Die Mutter macht große Augen. Şilan wendet kurz den Blick ab, richtet sich aber gleich darauf auf und wächst Sekunde für Sekunde unter den positiven Worten, die ich für sie finde. „Dadurch hat sie sich in Englisch, Deutsch und Geografie stark verbessern können. Die jeweiligen Lehrer und wir sind mit ihrer Mitarbeit und ihrem Engagement während der Stunden sehr zufrieden“, fahre ich fort. „Wo sie noch versuchen könnte, etwas nachzulegen, ist bei der Hartnäckigkeit und der schulischen Selbstbeherrschung. Weißt du, was ich meine, Şilan?“ „Ja, schon. Ich will dann meistens gleich wieder etwas anderes, etwas Neues machen“, antwortet sie selbstbewusst und noch immer aufgerichtet uns gegenüber sitzend. Das Gespräch läuft von Anfang an auf Augenhöhe, und so ist es ein Leichtes, entlang der mit konkreten Beispielen belegten Stärken auch die Felder zu besprechen, die noch weiter entwickelt werden müssen. So haben auch die Schüler eine Möglichkeit, selbst konkrete Vorschläge zu machen. Şilan schlägt zum Beispiel vor: „Dass ich vielleicht beim nächsten Mal während der Stunde mehr weiß und
noch besser mitmache?“ „…oder, dass ich weniger kurzfristig vor einem Test oder einer Schularbeit lerne, sondern schon vorher?“ Wir sind mit beidem zufrieden. Die Mutter nickt unterstützend. Wir nehmen uns das als Vereinbarung vor, besprechen noch ihre eigene Selbsteinschätzung und was davon mit unserer Einschätzung übereinstimmt und entlassen reihenweise zuversichtliche Eltern und aktiviert-zufriedene Kinder. Ja, wir sind manchmal sogar schneller fertig als geplant, weil wir nicht wie bisher jedes einzelne Fach, in dem Hausübungen ein Problem sind, besprechen sondern stattdessen ein entspanntes, konstruktives Gespräch führen können. Das tut nicht nur den gestärkten Schülern und ihren Eltern gut, die eine konkrete Vorstellung davon haben, wie sie unterstützend tätig werden können gut, sondern auch uns Lehrern. Im Lehrerzimmer treffen wir nach dem Elternsprechtag eine Kollegin, die ziemlich erledigt auf ihrem Stuhl sitzt.
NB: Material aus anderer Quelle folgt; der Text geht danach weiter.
//! # Syncline Connectors
//!
//! Split enumeration for Syncline source connectors: discovering units of
//! work from a data source, assigning them to parallel readers, and
//! capturing that assignment in checkpoints.
//!
//! ## Module Overview
//!
//! - [`split`]: split descriptors and the identities they are keyed by
//! - [`catalog`]: tables a source job reads
//! - [`discovery`]: source-specific table-to-split expansion with retry
//! - [`enumerator`]: the coordinator that owns pending work and serves readers
//! - [`state`]: checkpoint state and its framed encoding
//! - [`store`]: on-disk snapshot storage
//! - [`config`]: connector properties and typed enumerator settings

#![deny(missing_docs)]
#![warn(clippy::all, clippy::pedantic)]
#![allow(clippy::module_name_repetitions)]

/// Connector properties and enumerator settings
pub mod config;

/// Table catalog collaborator
pub mod catalog;

/// Discovery adapters and retrying expansion
pub mod discovery;

/// Split enumerator coordinator
pub mod enumerator;

/// Error types
pub mod error;

/// Structured `SYN-NNNN` error codes
pub mod error_codes;

/// Split descriptors and identifiers
pub mod split;

/// Enumerator checkpoint state and codec
pub mod state;

/// Snapshot persistence
pub mod store;

/// Test doubles for the enumerator's collaborators
pub mod testing;

pub use catalog::{CatalogTable, StaticCatalog, TableCatalog};
pub use config::{AssignmentStrategy, ConnectorConfig, EnumeratorConfig};
pub use discovery::{DiscoveryAdapter, RangeSplitAdapter, SingleSplitAdapter};
pub use enumerator::{
    EnumeratorContext, EnumeratorHandle, EnumeratorPhase, SplitEnumerator, SplitRequestOutcome,
};
pub use error::{ConfigError, DiscoveryError, EnumeratorError, StateError};
pub use split::{SplitCursor, SplitDescriptor, SplitId, SubtaskId, TablePath};
pub use state::{EnumeratorState, StateCodec};
pub use store::{EnumeratorStateStore, FileStateStore};
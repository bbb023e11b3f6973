//! Split descriptors and the identifiers they are keyed by.
//!
//! - `TablePath` — fully qualified identity of one logical source table.
//! - `SubtaskId` — stable id of one parallel reader instance.
//! - `SplitId` — opaque identity of one split, unique within a job.
//! - `SplitCursor` — source-specific position/range of a split.
//! - `SplitDescriptor` — immutable unit of work handed to a reader.

use std::collections::BTreeMap;
use std::fmt;
use std::str::FromStr;

use serde::{Deserialize, Serialize};

use crate::error::ConfigError;

/// Fully qualified path of a logical source table.
#[derive(Debug, Clone, PartialEq, Eq, PartialOrd, Ord, Hash, Serialize, Deserialize)]
pub struct TablePath {
    /// Database (or keyspace / index namespace).
    pub database: String,
    /// Optional schema between database and table.
    #[serde(default, skip_serializing_if = "Option::is_none")]
    pub schema: Option<String>,
    /// Table (or collection / class) name.
    pub table: String,
}

impl TablePath {
    /// Creates a two-part path `database.table`.
    #[must_use]
    pub fn new(database: impl Into<String>, table: impl Into<String>) -> Self {
        Self {
            database: database.into(),
            schema: None,
            table: table.into(),
        }
    }

    /// Creates a three-part path `database.schema.table`.
    #[must_use]
    pub fn with_schema(
        database: impl Into<String>,
        schema: impl Into<String>,
        table: impl Into<String>,
    ) -> Self {
        Self {
            database: database.into(),
            schema: Some(schema.into()),
            table: table.into(),
        }
    }
}

impl fmt::Display for TablePath {
    fn fmt(&self, f: &mut fmt::Formatter<'_>) -> fmt::Result {
        match &self.schema {
            Some(schema) => write!(f, "{}.{}.{}", self.database, schema, self.table),
            None => write!(f, "{}.{}", self.database, self.table),
        }
    }
}

impl FromStr for TablePath {
    type Err = ConfigError;

    fn from_str(s: &str) -> Result<Self, Self::Err> {
        let parts: Vec<&str> = s.trim().split('.').collect();
        if parts.iter().any(|p| p.is_empty()) {
            return Err(ConfigError::Invalid(format!("invalid table path: '{s}'")));
        }
        match parts.as_slice() {
            [database, table] => Ok(Self::new(*database, *table)),
            [database, schema, table] => Ok(Self::with_schema(*database, *schema, *table)),
            _ => Err(ConfigError::Invalid(format!(
                "table path must have 2 or 3 parts: '{s}'"
            ))),
        }
    }
}

/// Stable identifier of one parallel reader instance.
#[derive(
    Debug, Clone, Copy, PartialEq, Eq, PartialOrd, Ord, Hash, Serialize, Deserialize,
)]
#[serde(transparent)]
pub struct SubtaskId(pub u32);

impl SubtaskId {
    /// Returns the id as a `usize` index.
    #[must_use]
    pub fn index(self) -> usize {
        self.0 as usize
    }
}

impl fmt::Display for SubtaskId {
    fn fmt(&self, f: &mut fmt::Formatter<'_>) -> fmt::Result {
        write!(f, "subtask-{}", self.0)
    }
}

/// Opaque identity of a split, unique within a job.
#[derive(Debug, Clone, PartialEq, Eq, PartialOrd, Ord, Hash, Serialize, Deserialize)]
#[serde(transparent)]
pub struct SplitId(pub String);

impl SplitId {
    /// Create a new split identifier.
    #[must_use]
    pub fn new(id: impl Into<String>) -> Self {
        Self(id.into())
    }

    /// Return the inner string slice.
    #[must_use]
    pub fn as_str(&self) -> &str {
        &self.0
    }
}

impl fmt::Display for SplitId {
    fn fmt(&self, f: &mut fmt::Formatter<'_>) -> fmt::Result {
        f.write_str(&self.0)
    }
}

impl From<&str> for SplitId {
    fn from(s: &str) -> Self {
        Self(s.to_string())
    }
}

impl From<String> for SplitId {
    fn from(s: String) -> Self {
        Self(s)
    }
}

/// Source-specific position of a split.
///
/// Each variant captures one common shape of work unit; sources whose
/// cursors fit none of them use [`SplitCursor::Generic`].
#[derive(Debug, Clone, PartialEq, Eq, Hash, Serialize, Deserialize)]
#[serde(tag = "type", rename_all = "snake_case")]
pub enum SplitCursor {
    /// The whole table in one split.
    Full,
    /// Half-open `[start, end)` row or offset range.
    Range {
        /// First row/offset (inclusive).
        start: u64,
        /// Last row/offset (exclusive).
        end: u64,
    },
    /// One upstream partition or shard.
    Partition {
        /// Partition number.
        partition: u32,
    },
    /// Opaque key-value cursor.
    Generic {
        /// Connector-defined properties.
        properties: BTreeMap<String, String>,
    },
}

/// Immutable unit of work assignable to one reader.
#[derive(Debug, Clone, PartialEq, Eq, Hash, Serialize, Deserialize)]
pub struct SplitDescriptor {
    split_id: SplitId,
    table: TablePath,
    cursor: SplitCursor,
}

impl SplitDescriptor {
    /// Creates a split descriptor.
    #[must_use]
    pub fn new(split_id: impl Into<SplitId>, table: TablePath, cursor: SplitCursor) -> Self {
        Self {
            split_id: split_id.into(),
            table,
            cursor,
        }
    }

    /// The split's identity.
    #[must_use]
    pub fn split_id(&self) -> &SplitId {
        &self.split_id
    }

    /// The table this split was generated from.
    #[must_use]
    pub fn table(&self) -> &TablePath {
        &self.table
    }

    /// The split's source-specific cursor.
    #[must_use]
    pub fn cursor(&self) -> &SplitCursor {
        &self.cursor
    }
}

impl fmt::Display for SplitDescriptor {
    fn fmt(&self, f: &mut fmt::Formatter<'_>) -> fmt::Result {
        write!(f, "{} ({})", self.split_id, self.table)
    }
}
„Warum strahlt ihr denn so? Ihr hattet doch heute auch Elternsprechtag. Haben Eure Eltern alle abgesagt, oder wieso seid ihr so gut drauf?“, fragt sie erstaunt. Wir erzählen ihr von der Charakterstärken-Karte, den positiven Gesprächen, dem aufbauenden Klima und den zufriedenen Eltern. „Ich glaube, das wäre nichts für mich. Das hört sich ziemlich aufwendig an in der Vorbereitung. Dafür fände ich einfach nicht die Zeit“, gibt sie zu bedenken. Und es stimmt: wir hatten diesmal insgesamt mehr vorbereitet. Doch das machte sich für uns mehr als bezahlt. Denn die Zufriedenheit aller Beteiligten, die Qualität und Ergebnisse der Gespräche haben uns gezeigt, dass wir mit unseren Schülern und deren Eltern alles schaffen können, wenn wir gemeinsam versuchen, die Stärken der Schüler zu stärken.